→ Data for the task:
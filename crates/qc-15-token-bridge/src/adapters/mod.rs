//! # Adapters Layer (Hexagonal Architecture)
//!
//! One [`TokenBridgeAdapter`](crate::ports::TokenBridgeAdapter) per chain
//! family plus the config-backed token directory.
//!
//! The families share [`BridgeCore`]: call preparation, relayer routing,
//! log decoding and completion lookups. What differs per family (asset ids,
//! balance semantics, payer handling, completion key) lives in the family
//! module.

mod aptos;
mod evm;
mod solana;
mod sui;
mod token_directory;

pub use aptos::AptosAdapter;
pub use evm::EvmAdapter;
pub use solana::SolanaAdapter;
pub use sui::SuiAdapter;
pub use token_directory::ConfiguredTokenDirectory;

use crate::config::ChainConfig;
use crate::domain::{
    format_address, BridgeCall, BridgeError, BridgeResult, ParsedTransfer, PreparedTransaction,
    SignedVaa, TransferPayload, TransferRequest, TxOverrides, PAYLOAD_TRANSFER,
    PAYLOAD_TRANSFER_WITH_PAYLOAD,
};
use crate::ports::outbound::{ChainProvider, CompletionKey, RelayerContract};
use primitive_types::U256;
use std::sync::Arc;
use tracing::debug;

/// State and behaviour shared by every family adapter.
pub(crate) struct BridgeCore {
    pub(crate) chain: ChainConfig,
    pub(crate) provider: Arc<dyn ChainProvider>,
    pub(crate) relayer: Option<Arc<dyn RelayerContract>>,
}

impl BridgeCore {
    pub(crate) fn new(
        chain: ChainConfig,
        provider: Arc<dyn ChainProvider>,
        relayer: Option<Arc<dyn RelayerContract>>,
    ) -> Self {
        Self {
            chain,
            provider,
            relayer,
        }
    }

    pub(crate) fn token_bridge(&self) -> &str {
        &self.chain.contracts.token_bridge
    }

    fn relayer_address(&self) -> BridgeResult<&str> {
        self.chain
            .contracts
            .relayer
            .as_deref()
            .ok_or_else(|| BridgeError::ContractNotFound {
                chain: self.chain.name.to_string(),
                contract: "relayer",
            })
    }

    fn prepare(&self, contract: &str, call: BridgeCall) -> PreparedTransaction {
        let tx = PreparedTransaction::new(
            self.chain.name.clone(),
            self.chain.family,
            contract.to_string(),
            call,
        );
        debug!(
            "[qc-15] Prepared {} on {} (id={})",
            tx.call.method(),
            self.chain.name,
            tx.id
        );
        tx
    }

    fn check_source(&self, request: &TransferRequest) -> BridgeResult<()> {
        if request.source_chain != self.chain.name {
            return Err(BridgeError::ChainMismatch {
                expected: self.chain.name.to_string(),
                actual: request.source_chain.to_string(),
            });
        }
        Ok(())
    }

    /// Plain or relayed transfer, chosen by `request.relay`.
    pub(crate) fn transfer_call(&self, request: &TransferRequest) -> BridgeResult<PreparedTransaction> {
        self.check_source(request)?;

        let tx = match &request.relay {
            None => self.prepare(
                self.token_bridge(),
                BridgeCall::Transfer {
                    asset: request.asset.clone(),
                    amount: request.amount,
                    recipient_chain: request.recipient_chain,
                    recipient: request.recipient,
                    arbiter_fee: U256::zero(),
                    nonce: rand::random(),
                },
            ),
            Some(relay) => {
                if self.relayer.is_none() {
                    return Err(BridgeError::UnsupportedOperation(format!(
                        "send with relay not supported on {}",
                        self.chain.name
                    )));
                }
                let relayer = self.relayer_address()?;
                self.prepare(
                    relayer,
                    BridgeCall::TransferWithRelay {
                        relayer: relayer.to_string(),
                        asset: request.asset.clone(),
                        amount: request.amount,
                        to_native_token_amount: relay.to_native_token_amount,
                        recipient_chain: request.recipient_chain,
                        recipient: request.recipient,
                        batch_id: 0,
                    },
                )
            }
        };

        Ok(tx.with_sender(request.sender.clone()))
    }

    /// Transfer with an application payload. Never relayed.
    pub(crate) fn transfer_with_payload_call(
        &self,
        request: &TransferRequest,
        payload: Vec<u8>,
    ) -> BridgeResult<PreparedTransaction> {
        self.check_source(request)?;
        if request.relay.is_some() {
            return Err(BridgeError::UnsupportedOperation(
                "relayed transfers cannot carry a custom payload".to_string(),
            ));
        }

        let tx = self.prepare(
            self.token_bridge(),
            BridgeCall::TransferWithPayload {
                asset: request.asset.clone(),
                amount: request.amount,
                recipient_chain: request.recipient_chain,
                recipient: request.recipient,
                payload,
                nonce: rand::random(),
            },
        );
        Ok(tx.with_sender(request.sender.clone()))
    }

    /// Relayer address, when `transfer` is a payload-3 transfer addressed to it.
    fn relay_target(&self, transfer: &TransferPayload) -> Option<String> {
        if transfer.payload_id() != PAYLOAD_TRANSFER_WITH_PAYLOAD {
            return None;
        }
        let relayer = self.chain.contracts.relayer.as_ref()?;
        let wire = format_address(self.chain.family, relayer).ok()?;
        (wire == transfer.to).then(|| relayer.clone())
    }

    /// Redeem through the relayer for relayed transfers, else the token bridge.
    pub(crate) fn redeem_call<F>(
        &self,
        vaa: &[u8],
        overrides: &TxOverrides,
        unwrap_native: F,
    ) -> BridgeResult<PreparedTransaction>
    where
        F: FnOnce(&TransferPayload) -> bool,
    {
        let parsed = SignedVaa::parse(vaa)?;
        let transfer = parsed.transfer_payload()?;

        let tx = match self.relay_target(&transfer) {
            Some(relayer) => self.prepare(
                &relayer,
                BridgeCall::RedeemWithRelay {
                    relayer: relayer.clone(),
                    vaa: vaa.to_vec(),
                },
            ),
            None => self.prepare(
                self.token_bridge(),
                BridgeCall::Redeem {
                    vaa: vaa.to_vec(),
                    unwrap_native: unwrap_native(&transfer),
                },
            ),
        };
        Ok(tx.with_overrides(*overrides))
    }

    /// Decode every token transfer event of `tx`.
    ///
    /// Other token bridge events (asset attestations, upgrades) are skipped.
    pub(crate) async fn parse_logs(&self, tx: &str) -> BridgeResult<Vec<ParsedTransfer>> {
        let logs = self.provider.bridge_logs(self.token_bridge(), tx).await?;
        debug!(
            "[qc-15] {} bridge log(s) in {} on {}",
            logs.len(),
            tx,
            self.chain.name
        );

        logs.into_iter()
            .filter(|log| match log.payload.first() {
                Some(&id) => id == PAYLOAD_TRANSFER || id == PAYLOAD_TRANSFER_WITH_PAYLOAD,
                None => true,
            })
            .map(|log| {
                Ok(ParsedTransfer {
                    send_tx: tx.to_string(),
                    sender: log.sender,
                    from_chain: self.chain.name.clone(),
                    emitter_address: log.emitter_address,
                    sequence: log.sequence,
                    block: log.block,
                    gas_fee: log.gas_fee,
                    transfer: TransferPayload::decode(&log.payload)?,
                })
            })
            .collect()
    }

    pub(crate) async fn is_completed(
        &self,
        vaa: &[u8],
        key: fn(&SignedVaa) -> CompletionKey,
    ) -> BridgeResult<bool> {
        let parsed = SignedVaa::parse(vaa)?;
        self.provider
            .is_transfer_completed(self.token_bridge(), &key(&parsed))
            .await
    }
}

→ Requirement: Where in the listing does the string "SignedVaa" appear? Copy every line that has it.

→ Completed exercise:
    SignedVaa, TransferPayload, TransferRequest, TxOverrides, PAYLOAD_TRANSFER,
        let parsed = SignedVaa::parse(vaa)?;
        key: fn(&SignedVaa) -> CompletionKey,
        let parsed = SignedVaa::parse(vaa)?;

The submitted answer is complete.